Private Flats sometimes have communal gardens. I've heard a fair bit of moaning about people filling up the washing lines or having bbq's , so nobody else can go out there ! It would be a nightmare and not a good selling point really.
My garden is tiny , but at least it's ours and a bit secluded from the neighbours.
I tend to get a lot of new home posts on Facebook and a few on there have these areas.

LadyOfTheImprovisedBath · 24/08/2020 13:01

Even garden with through access can be an arse.

We rented a house with rights of way to rest of terrance and in that area it was more normal to use back doors. Right of way was by back door - and there were two gates in either side fence - then there was grassed area beyond - so normal fenced garden bar the two gates and path across back door.

Despite neigbour all knowing we had a young child gates were constantly left open I think by people mid block - even if I check before letting DD1 out gates were shut - it wasn't usable without us there in garden - as door to door people would happily let themselves into back garden to knock on back doors.

DD1 used to sleep on me or in pushchair she in my arms or screaming baby - so I did try leaving her right at back door after a walk rather than move her and wake and sit in kichen table not 4 ft away directly looking at her - still had well meaning pop neighbour over every time to tell me that wasn't safe.

HouchinBawbags · 24/08/2020 13:05

What an awful idea. Good fences make good neighbours.

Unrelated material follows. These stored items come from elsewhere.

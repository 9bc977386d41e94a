//! Station ingest adapters: Davis LOOP, Campbell Scientific JSON lines,
//! and snow-gauge gRPC streaming, plus the reconnect-loop runner and
//! per-device spawn helper shared by all three.

mod backoff;
mod campbell;
mod common;
mod davis;
mod error;
mod snowgauge;

pub use backoff::Backoff;
pub use campbell::CampbellAdapter;
pub use common::{run_adapter_loop, StationAdapter};
pub use davis::DavisAdapter;
pub use error::{IngestError, IngestResult};
pub use snowgauge::SnowGaugeAdapter;

use rw_bus::BusProducer;
use rw_config::{DeviceConfig, DeviceKind, Transport};
use tokio::task::JoinHandle;
use tokio_util::sync::CancellationToken;

/// Builds the right adapter (and its default backoff policy) for a
/// configured device.
pub fn build_adapter(device: DeviceConfig) -> IngestResult<(Box<dyn StationAdapter>, Backoff)> {
    match device.kind {
        DeviceKind::Davis => Ok((Box::new(DavisAdapter::new(device)), davis::default_backoff())),
        DeviceKind::Campbell => Ok((Box::new(CampbellAdapter::new(device)), campbell::default_backoff())),
        DeviceKind::SnowGauge => {
            let endpoint = match &device.transport {
                Transport::Tcp { host, port } => format!("http://{host}:{port}"),
                Transport::Serial { .. } => {
                    return Err(IngestError::Config(format!(
                        "snow-gauge device {:?} must use a tcp transport (gRPC endpoint)",
                        device.name
                    )))
                }
            };
            let backoff = snowgauge::default_backoff();
            Ok((Box::new(SnowGaugeAdapter::new(device, endpoint)), backoff))
        }
    }
}

/// Builds and spawns the reconnect loop for one configured device onto a
/// producer handle of the reading bus. Returns once the adapter is
/// constructed; it does not wait for the first successful connection.
pub fn spawn_adapter(
    device: DeviceConfig,
    bus: BusProducer,
    cancel: CancellationToken,
) -> IngestResult<JoinHandle<()>> {
    let (adapter, backoff) = build_adapter(device)?;
    Ok(tokio::spawn(run_adapter_loop(adapter, bus, cancel, backoff)))
}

It's bad enough that there's no fence between next door's bit and us (we can't afford to fence it yet) and he barely even uses it! Just walks quickly straight through to his proper garden (weird set up but a quarter of the HA back garden is his and his access to his main one) I can't wait to fence his section off completely and yet he's a really nice bloke but it just doesn't feel.... ours. Or secure. Nor private.

SantaClaritaDiet · 24/08/2020 13:06

Shared gardens may have worked years ago when people were societally more prepared to consider their neighbours. These days? Not a hope.

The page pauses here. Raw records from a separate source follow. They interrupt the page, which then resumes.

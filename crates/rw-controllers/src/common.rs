//! Shared controller plumbing: every controller owns its own ticker
//! (default 60s), pulls the most recent reading from storage rather than
//! subscribing to the live bus, and rejects a semantically faulty
//! pull before attempting to publish it upstream.
//!
//! Grounded on `weex-daemon::scheduler::Scheduler::run`'s "loop, log
//! errors, keep running" shape, adapted from a pull-every-iteration
//! driver loop to a fixed-interval ticker since controllers read state
//! rather than drive it.

use crate::error::{ControllerError, ControllerResult};
use async_trait::async_trait;
use rw_core::Reading;
use rw_storage::TimescaleEngine;
use std::time::Duration;
use tokio_util::sync::CancellationToken;

pub const DEFAULT_TICK_INTERVAL: Duration = Duration::from_secs(60);

#[async_trait]
pub trait Controller: Send {
    fn name(&self) -> &str;
    async fn tick(&self) -> ControllerResult<()>;
}

/// Fetches the most recent 1-minute aggregate for `device`, rejecting an
/// absent or semantically faulty row rather than publishing it.
pub async fn pull_latest(storage: &TimescaleEngine, device: &str) -> ControllerResult<Reading> {
    let reading = storage
        .latest_aggregate_reading(device)
        .await?
        .ok_or_else(|| ControllerError::NoReadingYet(device.to_string()))?;

    if reading.is_semantically_faulty() {
        return Err(ControllerError::FaultyReading(device.to_string()));
    }
    Ok(reading)
}

/// Drives one controller on its own ticker until cancelled. A failed tick
/// is logged and retried on the next regular tick — there is no separate
/// backoff schedule, since a controller's cadence is already the
/// upstream-facing rate limit.
pub async fn run_controller_loop(controller: Box<dyn Controller>, interval: Duration, cancel: CancellationToken) {
    let mut ticker = tokio::time::interval(interval);
    loop {
        tokio::select! {
            biased;
            _ = cancel.cancelled() => return,
            _ = ticker.tick() => {}
        }

        if let Err(err) = controller.tick().await {
            tracing::warn!(controller = controller.name(), error = %err, "controller tick failed, retrying next cycle");
        }
    }
}

#[cfg(test)]
mod tests {
    use super::*;
    use chrono::Utc;
    use rw_core::StationKind;
    use std::sync::atomic::{AtomicU32, Ordering};
    use std::sync::Arc;

    struct CountingController {
        count: Arc<AtomicU32>,
    }

    #[async_trait]
    impl Controller for CountingController {
        fn name(&self) -> &str {
            "counting"
        }

        async fn tick(&self) -> ControllerResult<()> {
            self.count.fetch_add(1, Ordering::SeqCst);
            Ok(())
        }
    }

    #[tokio::test(start_paused = true)]
    async fn controller_loop_ticks_on_its_own_interval() {
        let count = Arc::new(AtomicU32::new(0));
        let controller = Box::new(CountingController { count: Arc::clone(&count) });
        let cancel = CancellationToken::new();
        let handle = tokio::spawn(run_controller_loop(controller, Duration::from_secs(10), cancel.clone()));

        tokio::time::advance(Duration::from_secs(35)).await;
        cancel.cancel();
        handle.await.unwrap();

        assert!(count.load(Ordering::SeqCst) >= 3);
    }

    #[test]
    fn faulty_reading_helper_shape() {
        let mut r = Reading::empty(Utc::now(), "d1", StationKind::Davis);
        r.temp_out = Some(0.0);
        r.barometer = Some(0.0);
        assert!(r.is_semantically_faulty());
    }
}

Looking at the harsh punishment for anyone trespassing on the lands of landowners in the past, I seriously doubt it was ever a working solution!!

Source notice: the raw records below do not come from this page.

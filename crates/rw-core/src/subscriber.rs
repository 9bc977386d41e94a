//! `SubscriberChannel` identity shared between the bus, the
//! gRPC streaming storage engine, and the read API.

use serde::{Deserialize, Serialize};
use uuid::Uuid;

/// Opaque handle identifying one streaming subscriber, returned at
/// registration and used on deregistration.
#[derive(Debug, Clone, Copy, PartialEq, Eq, Hash, Serialize, Deserialize)]
pub struct SubscriberId(Uuid);

impl SubscriberId {
    pub fn new() -> Self {
        Self(Uuid::new_v4())
    }
}

impl Default for SubscriberId {
    fn default() -> Self {
        Self::new()
    }
}

impl std::fmt::Display for SubscriberId {
    fn fmt(&self, f: &mut std::fmt::Formatter<'_>) -> std::fmt::Result {
        self.0.fmt(f)
    }
}
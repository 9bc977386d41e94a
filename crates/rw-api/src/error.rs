use axum::http::StatusCode;
use axum::response::{IntoResponse, Response};

#[derive(Debug)]
pub enum ApiError {
    InvalidDuration(String),
    NotFound(String),
    Storage(rw_storage::StorageError),
}

impl From<rw_storage::StorageError> for ApiError {
    fn from(err: rw_storage::StorageError) -> Self {
        ApiError::Storage(err)
    }
}

impl IntoResponse for ApiError {
    fn into_response(self) -> Response {
        match self {
            ApiError::InvalidDuration(d) => {
                (StatusCode::BAD_REQUEST, format!("invalid duration literal: {d}")).into_response()
            }
            ApiError::NotFound(what) => (StatusCode::NOT_FOUND, what).into_response(),
            ApiError::Storage(err) => {
                tracing::warn!(error = %err, "storage query failed");
                (StatusCode::INTERNAL_SERVER_ERROR, "storage query failed").into_response()
            }
        }
    }
}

In a flat, a shared garden is better than nothing, but in a house? I can't wait to see the royal family opening all their gardens and private parks to the great unwash Grin

TurquoiseDress · 24/08/2020 13:09

Sounds like a completely bonkers idea to me!

Swooningmonkey · 24/08/2020 13:09

There’s a 1980’s development like this in my village. I briefly considered making an offer on a house there but gave it a wide berth. Each large terraced house has its own decent sized patio but they share around 4 acres of communal grounds, with a shared drive way. A school mum I know ended up moving there, next door to a very grumpy git who dislikes sharing the grounds with children and dogs.

Ime there is always one twat of a neighbour who should really live in a detached property, by themselves who ultimately ruins it for the rest. I used to live in a small cluster of barn conversions with private gardens but shared amenities and drive way. Never again.

DarkDarkNight · 24/08/2020 13:09

It sounds like my idea of hell. I hate even being overlooked, the lack of privacy would mean I wouldn’t use the garden and would come to resent other people. I wouldn’t buy a house with this arrangement as I’m not sociable enough.

ArabellaScott · 24/08/2020 13:09

Living in a terrace with small individual private gardens and one communal area worked really well, most of the time. There were occasionally disputes, but it was generally nice to have a 'neutral' bit of territory. Would have hated it without our private bit, too, though.